The third place is a slightly adapted version of the sentence that Giving What We Can uses as one of their slogans, “Studies have found that top charities are up to a thousand times more effective than others,” except that the organization omits the weasel words “studies have found.” It is also a time-tested prompt.

The fourth place is an almost verbatim quote from Toby Ord’s TED talk and surely a statement that the Giving What We Can founder has honed in hundreds of conversations with potential pledge-takers: “You can save someone’s life without even changing your career.”

The final spots in the ranking can be explained as an aversive reaction to an insulting prompt.

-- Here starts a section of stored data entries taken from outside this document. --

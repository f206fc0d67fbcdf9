use dioxus::prelude::*;

use crate::{
    report::selection,
    sections::{use_report_language, ReportSession},
    t,
};

#[component]
pub fn ExportLink(session: Signal<ReportSession>) -> Element {
    let _lang = use_report_language();
    let (link, selected, total) = {
        let state = session.read();
        (
            state.document.export_link.clone(),
            state.last.selection.len(),
            selection::distinct_people(state.snapshot().person_list()),
        )
    };

    let Some(link) = link else {
        return rsx! {};
    };

    // Mirrors the link rule: only a proper, non-empty subset is filtered.
    let note = if selected > 0 && selected < total {
        t!("export-filtered", count = selected)
    } else {
        t!("export-unfiltered")
    };

    rsx! {
        div { class: "report-export",
            a {
                id: "pdfExportLink",
                class: "button button--primary",
                href: "{link.href}",
                "data-base-url": "{link.base_url}",
                target: "_blank",
                {t!("export-link")}
            }
            span { class: "report-card__meta", "{note}" }
        }
    }
}
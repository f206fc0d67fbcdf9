//! Host page glue: reading the data the server embedded alongside the app.
//!
//! On the web the server renders `window.frontendData` (and optionally
//! `window.reportConfig`) into the page. Native builds read the same JSON
//! from `$SALESREPORT_PAGE_DIR/<name>.json`, which keeps `dx serve` usable
//! without a backend.

use serde_json::Value;
use tracing::warn;

use super::config::ReportConfig;
use super::error::ReportError;
use crate::report::Snapshot;

pub const SNAPSHOT_GLOBAL: &str = "frontendData";
pub const CONFIG_GLOBAL: &str = "reportConfig";

/// Load the embedded snapshot. Absence is reported, never panicked on.
pub fn load_snapshot() -> Result<Snapshot, ReportError> {
    let value = read_page_global(SNAPSHOT_GLOBAL)?.ok_or(ReportError::MissingSnapshot)?;
    Snapshot::from_value(value)
}

/// Page configuration, falling back to defaults on any problem.
pub fn load_config() -> ReportConfig {
    match read_page_global(CONFIG_GLOBAL) {
        Ok(Some(value)) => serde_json::from_value(value).unwrap_or_else(|err| {
            warn!(%err, "ignoring malformed report config");
            ReportConfig::default()
        }),
        Ok(None) => ReportConfig::default(),
        Err(err) => {
            warn!(%err, "report config unavailable; using defaults");
            ReportConfig::default()
        }
    }
}

#[cfg(target_arch = "wasm32")]
pub fn read_page_global(name: &str) -> Result<Option<Value>, ReportError> {
    use wasm_bindgen::JsValue;

    let window = web_sys::window().ok_or_else(|| ReportError::Host("window unavailable".into()))?;
    let value = js_sys::Reflect::get(&window, &JsValue::from_str(name))
        .map_err(|_| ReportError::Host(format!("unable to read window.{name}")))?;
    if value.is_undefined() || value.is_null() {
        return Ok(None);
    }

    let json = js_sys::JSON::stringify(&value)
        .map_err(|_| ReportError::Host(format!("window.{name} is not serialisable")))?;
    let raw: String = json.into();
    Ok(Some(serde_json::from_str(&raw)?))
}

#[cfg(not(target_arch = "wasm32"))]
pub fn read_page_global(name: &str) -> Result<Option<Value>, ReportError> {
    let Some(dir) = std::env::var_os("SALESREPORT_PAGE_DIR") else {
        return Ok(None);
    };
    let path = std::path::Path::new(&dir).join(format!("{name}.json"));
    match std::fs::read_to_string(&path) {
        Ok(raw) => Ok(Some(serde_json::from_str(&raw)?)),
        Err(err) if err.kind() == std::io::ErrorKind::NotFound => Ok(None),
        Err(err) => Err(ReportError::Host(format!("{}: {err}", path.display()))),
    }
}
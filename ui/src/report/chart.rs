//! Chart dataset model and the selection-driven synchroniser.
//!
//! Series are tagged by [`SeriesRole`], so the fixed total/target lines are
//! recognised by type rather than by their (localised) label.

use super::selection::Selection;
use super::snapshot::Snapshot;

pub const PALETTE: [&str; 10] = [
    "#3f51b5", "#e53935", "#fb8c00", "#43a047", "#1e88e5", "#8e24aa", "#00897b", "#fdd835",
    "#d81b60", "#6d4c41",
];

#[derive(Debug, Clone, PartialEq)]
pub enum SeriesRole {
    Total,
    Target,
    Person(String),
}

impl SeriesRole {
    pub fn person(&self) -> Option<&str> {
        match self {
            Self::Person(name) => Some(name.as_str()),
            Self::Total | Self::Target => None,
        }
    }
}

#[derive(Debug, Clone, PartialEq)]
pub struct Series {
    pub role: SeriesRole,
    pub values: Vec<f64>,
    pub hidden: bool,
    pub color: &'static str,
}

/// Receives full dataset replacements. Each call is one redraw.
pub trait ChartRenderer {
    fn update(&mut self, series: &[Series]);
}

/// Chart state as constructed at page load: every series visible, aggregate
/// equal to the server total.
pub fn initial_series(snapshot: &Snapshot) -> Vec<Series> {
    let mut series = Vec::with_capacity(snapshot.person_list().len() + 2);
    series.push(Series {
        role: SeriesRole::Total,
        values: snapshot.total_series().to_vec(),
        hidden: false,
        color: PALETTE[0],
    });
    series.push(Series {
        role: SeriesRole::Target,
        values: snapshot.target_series().to_vec(),
        hidden: false,
        color: PALETTE[1],
    });

    for (offset, (person, values)) in snapshot.chart_data.datasets.persons.iter().enumerate() {
        series.push(Series {
            role: SeriesRole::Person(person.clone()),
            values: values.clone(),
            hidden: false,
            color: PALETTE[(offset + 2) % PALETTE.len()],
        });
    }

    series
}

/// Per-month sum of the selected people's series.
///
/// People without a series are skipped; a short series contributes nothing
/// past its end.
pub fn aggregate(snapshot: &Snapshot, selection: &Selection) -> Vec<f64> {
    let mut totals = vec![0.0; snapshot.month_count()];
    for person in selection.iter() {
        let Some(values) = snapshot.person_series(person) else {
            continue;
        };
        for (slot, value) in totals.iter_mut().zip(values) {
            *slot += *value;
        }
    }
    totals
}

/// Recompute the aggregate line and person visibility in place.
pub fn sync_series(series: &mut [Series], snapshot: &Snapshot, selection: &Selection) {
    let totals = aggregate(snapshot, selection);
    for entry in series.iter_mut() {
        match &entry.role {
            SeriesRole::Total => {
                entry.values = totals.clone();
                entry.hidden = false;
            }
            SeriesRole::Target => entry.hidden = false,
            SeriesRole::Person(name) => entry.hidden = !selection.contains(name),
        }
    }
}

/// Sync then push the result to the renderer.
pub fn sync_chart<R: ChartRenderer + ?Sized>(
    renderer: &mut R,
    series: &mut [Series],
    snapshot: &Snapshot,
    selection: &Selection,
) {
    sync_series(series, snapshot, selection);
    renderer.update(series);
}
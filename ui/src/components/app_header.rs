use crate::i18n::{self};
use crate::t;
use dioxus::prelude::*;

// Report stylesheet (inlined as well for release native builds)
const REPORT_CSS: Asset = asset!("/assets/styling/report.css");
const REPORT_CSS_INLINE: &str = include_str!(concat!(
    env!("CARGO_MANIFEST_DIR"),
    "/assets/styling/report.css"
));

/// Page header: brand, tagline and the locale switcher.
///
/// The selector writes the chosen tag into the global language code signal
/// (when the platform provided one) so every view re-renders with fresh
/// strings from `t!`.
#[component]
pub fn AppHeader() -> Element {
    i18n::init();

    let mut current_lang = use_signal(i18n::current_language);
    let langs = use_signal(i18n::available_languages);
    let show_switcher = langs().len() > 1;
    let lang_code_ctx: Option<Signal<String>> = try_use_context::<Signal<String>>();
    let _lang_marker = lang_code_ctx.as_ref().map(|c| c()).unwrap_or_default();

    let on_change = move |evt: dioxus::events::FormEvent| {
        let val = evt.value();
        match i18n::set_language(&val) {
            Ok(()) => {
                current_lang.set(val.clone());
                if let Some(mut code) = lang_code_ctx {
                    code.set(val);
                }
            }
            Err(err) => tracing::warn!(%err, lang = %val, "language switch failed"),
        }
    };

    let tagline = t!("app-tagline");

    rsx! {
        document::Link { rel: "stylesheet", href: REPORT_CSS }
        if cfg!(all(not(debug_assertions), not(target_arch = "wasm32"))) {
            document::Style { "{REPORT_CSS_INLINE}" }
        }

        header {
            id: "report-header",
            class: "report-header",
            div { style: "display:none", "{_lang_marker}" }
            div { class: "report-header__inner",
                div { class: "report-header__brand",
                    span { class: "report-header__brand-mark", {t!("app-title")} }
                    span { class: "report-header__brand-subtitle", "{tagline}" }
                }

                if show_switcher {
                    div { class: "report-header__locale",
                        label {
                            class: "visually-hidden",
                            r#for: "locale-select",
                            {t!("nav-language-label")}
                        }
                        select {
                            id: "locale-select",
                            value: "{current_lang()}",
                            oninput: on_change,
                            { langs().iter().map(|code| {
                                let c = code.clone();
                                rsx!{
                                    option { key: "{c}", value: "{c}", "{c}" }
                                }
                            })}
                        }
                    }
                }
            }
        }
    }
}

Interestingly, the rather popular prompt comparing the training of a guide dog to sight-restoring surgery ranks very low in terms of the motivation it induces.

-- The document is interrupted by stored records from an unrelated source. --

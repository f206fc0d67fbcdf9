use dioxus::prelude::*;

use crate::{
    core::format,
    report::snapshot::SummaryRow,
    sections::{use_report_language, ReportSession},
    t,
};

#[component]
pub fn SummaryTable(session: Signal<ReportSession>) -> Element {
    let lang = use_report_language();
    let rows: Vec<(SummaryRow, bool)> = {
        let state = session.read();
        state
            .snapshot()
            .overall_summary
            .iter()
            .map(|row| (row.clone(), state.document.is_visible(&row.person_name)))
            .collect()
    };

    rsx! {
        section { class: "report-card report-summary",
            div { class: "report-card__header",
                h2 { {t!("summary-heading")} }
            }

            if rows.is_empty() {
                p { class: "report-card__placeholder", {t!("summary-empty")} }
            } else {
                div { class: "report-table__scroll",
                    table { class: "report-table",
                        thead {
                            tr {
                                th { {t!("summary-col-person")} }
                                th { {t!("summary-col-model")} }
                                th { {t!("summary-col-original")} }
                                th { {t!("summary-col-bonus")} }
                                th { {t!("summary-col-payable")} }
                                th { {t!("summary-col-paid")} }
                                th { {t!("summary-col-pending")} }
                                th { {t!("summary-col-balance")} }
                            }
                        }
                        tbody { id: "summary-table-body",
                            for (row, visible) in rows.into_iter() {
                                {render_row(row, visible, &lang)}
                            }
                        }
                    }
                }
            }
        }
    }
}

fn render_row(row: SummaryRow, visible: bool, lang: &str) -> Element {
    let amounts: Vec<String> = [
        row.total_original_commission,
        row.total_additional_bonus,
        row.total_payable_commission,
        row.total_paid_commission,
        row.total_pending_commission,
    ]
    .into_iter()
    .map(|value| format::format_amount_for(value, lang))
    .collect();
    let balance = format::format_amount_for(row.remaining_balance, lang);
    let person = row.person_name;
    let model = row.commission_model;

    rsx! {
        tr {
            key: "{person}",
            "data-person-name": "{person}",
            style: if visible { "" } else { "display:none" },
            td { class: "report-table__person", "{person}" }
            td { "{model}" }
            for value in amounts.into_iter() {
                td { "{value}" }
            }
            td { class: "report-table__balance", "{balance}" }
        }
    }
}
use dioxus::prelude::*;
use tracing::Level;

use ui::components::AppHeader;
use ui::core::platform;
use ui::i18n;
use ui::views::Report;

#[derive(Debug, Clone, Routable, PartialEq)]
#[rustfmt::skip]
enum Route {
    #[layout(WebHeader)]
    #[route("/")]
    Report {},
}

fn main() {
    if let Err(err) = dioxus::logger::init(Level::INFO) {
        eprintln!("logger already initialised: {err}");
    }
    dioxus::launch(App);
}

#[component]
fn App() -> Element {
    // The page config may pin a locale ahead of the browser's list.
    use_hook(|| {
        let config = platform::load_config();
        i18n::init_with(config.locale.as_deref());
    });

    // Global reactive language code; the header updates it on selection.
    let lang_code = use_signal(i18n::current_language);
    use_context_provider(|| lang_code);

    rsx! {
        Router::<Route> {}
    }
}

/// Web layout: the shared header above the routed page.
#[component]
fn WebHeader() -> Element {
    rsx! {
        AppHeader { }
        Outlet::<Route> {}
    }
}
//! Date-range validation for schedule requests.

use super::limits;
use crate::types::{whole_months_between, whole_weeks_between, Cadence, Date, ScheduleError};

/// Checks a date range against the duration limits for a cadence.
///
/// Rules are applied in order and the first failure wins: date order,
/// the cadence-specific minimum, then the cadence-independent maximum.
/// Equal start and end dates pass the order check.
pub fn validate(start: Date, end: Date, cadence: Cadence) -> Result<(), ScheduleError> {
    if start > end {
        return Err(ScheduleError::InvalidDateOrder);
    }

    let months = whole_months_between(start, end);

    if cadence == Cadence::Weekly
        && whole_weeks_between(start, end) < limits::WEEKLY_MIN_DURATION_WEEKS
    {
        return Err(ScheduleError::DurationTooShort {
            cadence,
            minimum: limits::WEEKLY_MIN_DURATION_WEEKS,
        });
    }

    if cadence == Cadence::Monthly && months < limits::MONTHLY_MIN_DURATION_MONTHS {
        return Err(ScheduleError::DurationTooShort {
            cadence,
            minimum: limits::MONTHLY_MIN_DURATION_MONTHS,
        });
    }

    if months > limits::MAX_DURATION_MONTHS {
        return Err(ScheduleError::DurationTooLong {
            maximum: limits::MAX_DURATION_MONTHS,
        });
    }

    Ok(())
}
//! Billing cadence enumeration.

use std::fmt;
use std::str::FromStr;

/// Billing cadence for a subscription.
///
/// Selects the generation strategy for invoice dates: one invoice per
/// day, one per week on a chosen weekday, or one per month on a chosen
/// day-of-month.
///
/// # Examples
///
/// ```
/// use billing_core::types::Cadence;
///
/// let cadence: Cadence = "MONTHLY".parse().unwrap();
/// assert_eq!(cadence, Cadence::Monthly);
/// assert_eq!(cadence.name(), "MONTHLY");
/// ```
#[derive(Debug, Clone, Copy, PartialEq, Eq, Hash)]
pub enum Cadence {
    /// One invoice for every calendar day in the range.
    Daily,
    /// One invoice per week on a fixed weekday.
    Weekly,
    /// One invoice per month on a fixed day-of-month.
    Monthly,
}

impl Cadence {
    /// Returns the canonical wire name.
    pub fn name(&self) -> &'static str {
        match self {
            Cadence::Daily => "DAILY",
            Cadence::Weekly => "WEEKLY",
            Cadence::Monthly => "MONTHLY",
        }
    }
}

impl FromStr for Cadence {
    type Err = String;

    /// Parses a cadence from its name (case-insensitive).
    fn from_str(s: &str) -> Result<Self, Self::Err> {
        match s.to_uppercase().as_str() {
            "DAILY" => Ok(Cadence::Daily),
            "WEEKLY" => Ok(Cadence::Weekly),
            "MONTHLY" => Ok(Cadence::Monthly),
            _ => Err(format!("Unknown cadence: {}", s)),
        }
    }
}

impl fmt::Display for Cadence {
    fn fmt(&self, f: &mut fmt::Formatter<'_>) -> fmt::Result {
        write!(f, "{}", self.name())
    }
}

#[cfg(feature = "serde")]
mod serde_impl {
    use super::Cadence;
    use serde::{de, Deserialize, Deserializer, Serialize, Serializer};
    use std::str::FromStr;

    impl Serialize for Cadence {
        fn serialize<S>(&self, serializer: S) -> Result<S::Ok, S::Error>
        where
            S: Serializer,
        {
            serializer.serialize_str(self.name())
        }
    }

    impl<'de> Deserialize<'de> for Cadence {
        fn deserialize<D>(deserializer: D) -> Result<Self, D::Error>
        where
            D: Deserializer<'de>,
        {
            let s = String::deserialize(deserializer)?;
            Cadence::from_str(&s).map_err(de::Error::custom)
        }
    }
}

#[cfg(test)]
mod tests {
    use super::*;

    #[test]
    fn test_name() {
        assert_eq!(Cadence::Daily.name(), "DAILY");
        assert_eq!(Cadence::Weekly.name(), "WEEKLY");
        assert_eq!(Cadence::Monthly.name(), "MONTHLY");
    }

    #[test]
    fn test_from_str() {
        assert_eq!("DAILY".parse::<Cadence>().unwrap(), Cadence::Daily);
        assert_eq!("weekly".parse::<Cadence>().unwrap(), Cadence::Weekly);
        assert_eq!("Monthly".parse::<Cadence>().unwrap(), Cadence::Monthly);
        assert!("YEARLY".parse::<Cadence>().is_err());
        assert!("".parse::<Cadence>().is_err());
    }

    #[test]
    fn test_display() {
        assert_eq!(format!("{}", Cadence::Weekly), "WEEKLY");
    }

    #[cfg(feature = "serde")]
    #[test]
    fn test_serde_round_trip() {
        for cadence in [Cadence::Daily, Cadence::Weekly, Cadence::Monthly] {
            let json = serde_json::to_string(&cadence).unwrap();
            let parsed: Cadence = serde_json::from_str(&json).unwrap();
            assert_eq!(parsed, cadence);
        }
        assert_eq!(serde_json::to_string(&Cadence::Daily).unwrap(), "\"DAILY\"");
    }
}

Threats to our external validity are that we have in our sample:

3.7 times as many academics than people who only graduated school if you count as academics anyone who has visited a university or college irrespective of whether they’ve attained a degree yet,
3 times as many nonreligious than religious respondents, and a mean age of 25 (σ=7) with only two respondents over 45.

There are likely more biases that we can’t recognize.

Main Hypotheses

Scatter plots

In our data exploration, we have generated over eighty graphs that can be found in this gallery.

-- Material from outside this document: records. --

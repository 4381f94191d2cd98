//! Health check and monitoring endpoints
//!
//! Provides health and readiness endpoints for load balancer integration
//! and service availability monitoring.

use axum::{
    extract::State,
    http::StatusCode,
    response::{IntoResponse, Json},
    routing::get,
    Router,
};
use serde::Serialize;

use super::AppState;

/// Health check response
#[derive(Debug, Clone, Serialize)]
#[serde(rename_all = "camelCase")]
pub struct HealthResponse {
    /// Health status ("healthy" or "unhealthy")
    pub status: String,
    /// Server version
    pub version: String,
    /// Server uptime in seconds
    pub uptime_secs: u64,
}

/// Readiness response
#[derive(Debug, Clone, Serialize)]
#[serde(rename_all = "camelCase")]
pub struct ReadyResponse {
    /// Ready status
    pub ready: bool,
}

/// Build the health routes
pub fn routes() -> Router<AppState> {
    Router::new()
        .route("/health", get(health_handler))
        .route("/ready", get(ready_handler))
}

/// GET /health - Health check endpoint
async fn health_handler(State(state): State<AppState>) -> impl IntoResponse {
    let response = HealthResponse {
        status: "healthy".to_string(),
        version: crate::VERSION.to_string(),
        uptime_secs: state.start_time.elapsed().as_secs(),
    };

    (StatusCode::OK, Json(response))
}

/// GET /ready - Readiness probe endpoint
async fn ready_handler() -> impl IntoResponse {
    (StatusCode::OK, Json(ReadyResponse { ready: true }))
}
//! REST API server for subscription invoice scheduling
//!
//! This crate provides the HTTP front for the billing domain layer,
//! exposing invoice schedule generation plus health and readiness
//! endpoints. Request handling is stateless: each request is parsed,
//! handed to [`billing_core`], and mapped back to JSON.
//!
//! # Endpoints
//!
//! - `POST /api/v1/subscription` - Build the invoice schedule for a subscription
//! - `GET /health` - Health check
//! - `GET /ready` - Readiness probe

pub mod config;
pub mod error;
pub mod routes;
pub mod server;

// Re-export the domain layer for integration
pub use billing_core;

/// Server version
pub const VERSION: &str = env!("CARGO_PKG_VERSION");
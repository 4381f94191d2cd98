//! Transport error mapping.
//!
//! Every failure a subscription request can produce is deterministic
//! input validation, so everything maps to a 400 with a machine-readable
//! kind and the human-readable message from the domain layer.

use axum::http::StatusCode;
use axum::response::{IntoResponse, Json, Response};
use serde::{Deserialize, Serialize};

use billing_core::types::{DateError, ScheduleError};

/// Wire shape for request failures.
#[derive(Debug, Clone, Serialize, Deserialize)]
pub struct ErrorResponse {
    /// Stable machine-readable error kind.
    pub error: String,
    /// Human-readable message.
    pub message: String,
}

/// Failures surfaced by the subscription endpoint.
#[derive(Debug, Clone, PartialEq)]
pub enum ApiError {
    /// A textual date did not match the fixed dd/MM/yyyy format.
    ///
    /// Raised while parsing the request body, before the domain layer
    /// ever sees the date.
    DateFormat(DateError),

    /// The domain layer rejected the request.
    Schedule(ScheduleError),
}

impl ApiError {
    /// Returns the stable machine-readable error kind.
    pub fn kind(&self) -> &'static str {
        match self {
            ApiError::DateFormat(_) => "date_format",
            ApiError::Schedule(err) => err.kind(),
        }
    }

    /// Returns the human-readable message.
    pub fn message(&self) -> String {
        match self {
            ApiError::DateFormat(err) => err.to_string(),
            ApiError::Schedule(err) => err.to_string(),
        }
    }
}

impl From<DateError> for ApiError {
    fn from(err: DateError) -> Self {
        ApiError::DateFormat(err)
    }
}

impl From<ScheduleError> for ApiError {
    fn from(err: ScheduleError) -> Self {
        ApiError::Schedule(err)
    }
}

impl IntoResponse for ApiError {
    fn into_response(self) -> Response {
        let body = ErrorResponse {
            error: self.kind().to_string(),
            message: self.message(),
        };
        (StatusCode::BAD_REQUEST, Json(body)).into_response()
    }
}

#[cfg(test)]
mod tests {
    use super::*;

    #[test]
    fn test_schedule_error_kind_passes_through() {
        let err = ApiError::from(ScheduleError::MissingAmount);
        assert_eq!(err.kind(), "missing_amount");
        assert_eq!(err.message(), "Please input amount field.");
    }

    #[test]
    fn test_date_format_error_kind() {
        let err = ApiError::from(DateError::InvalidFormat {
            input: "2021-01-05".to_string(),
        });
        assert_eq!(err.kind(), "date_format");
        assert_eq!(err.message(), "2021-01-05 does not have dd/MM/yyyy format.");
    }

    #[tokio::test]
    async fn test_into_response_is_bad_request() {
        let response = ApiError::from(ScheduleError::InvalidDateOrder).into_response();
        assert_eq!(response.status(), StatusCode::BAD_REQUEST);

        let bytes = axum::body::to_bytes(response.into_body(), usize::MAX)
            .await
            .unwrap();
        let parsed: ErrorResponse = serde_json::from_slice(&bytes).unwrap();
        assert_eq!(parsed.error, "invalid_date_order");
        assert_eq!(parsed.message, "startDate cannot be after endDate.");
    }
}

Based on experiences in the Less Wrong community and REG’s experiences with poker players as well as our inside view of the effective altruism movement itself, we expected to see a clear correlation between rationality and effective altruism inclination (the “all” vs. “rational” plots above).

We did not expect to see such a clear correlation with our data on the respondents’ altruism inclination (the “all” vs. “altruistic” plots above), because it tested very elementary, naive empathetic skill, which may be necessary to a degree but is otherwise unhelpful for understanding effective altruism.

Neither correlation showed. Not even the square root of the product of the two features was correlated with responses to our prompts. If these results can be taken at face value, then it seems to us that rationality and altruism may be little more than necessary conditions for becoming effective altruism, and that something else is just as necessary—maybe the principle of “taking ideas seriously,” which is common on Less Wrong, or any number of other such traits. But the results are probably more likely to be meaningless.

The strong correlations between “altruistic” and the two REI dimensions may be just artifacts of people’s different inclinations to answer Likert scales with extreme or moderate values. Surprisingly, however, the same tendency is not evident between the two REI dimensions. Perhaps they are sufficiently contradictory to offset this tendency. Please let us know when you have other explanations.

Qualitative Results

The only nonquantitative question in our survey was the one asking for comments and suggestions. A few interesting comments:

One respondent made the good point that the questions that focus on opportunities in effective altruism put the donor at the center rather than the beneficiary, something that to change is a crucial part of effective altruism.
Five respondents made suggestions that seemed to go in the opposite direction (though that is my interpretation), largely for pragmatic purposes. Two of them seemed take this position despite seeming fairly aware of the privilege of their birth.
One respondent said fairly directly that the distance of suffering was morally relevant to them.

Conclusion

While we could not find evidence for our hypotheses, we were able to generate a ranking of prompts commonly used by effective altruists of to how much motivation and curiosity they induce according to self-report. Due to biases in our sample, the external validity of these results is probably higher for populations of academics than the general population.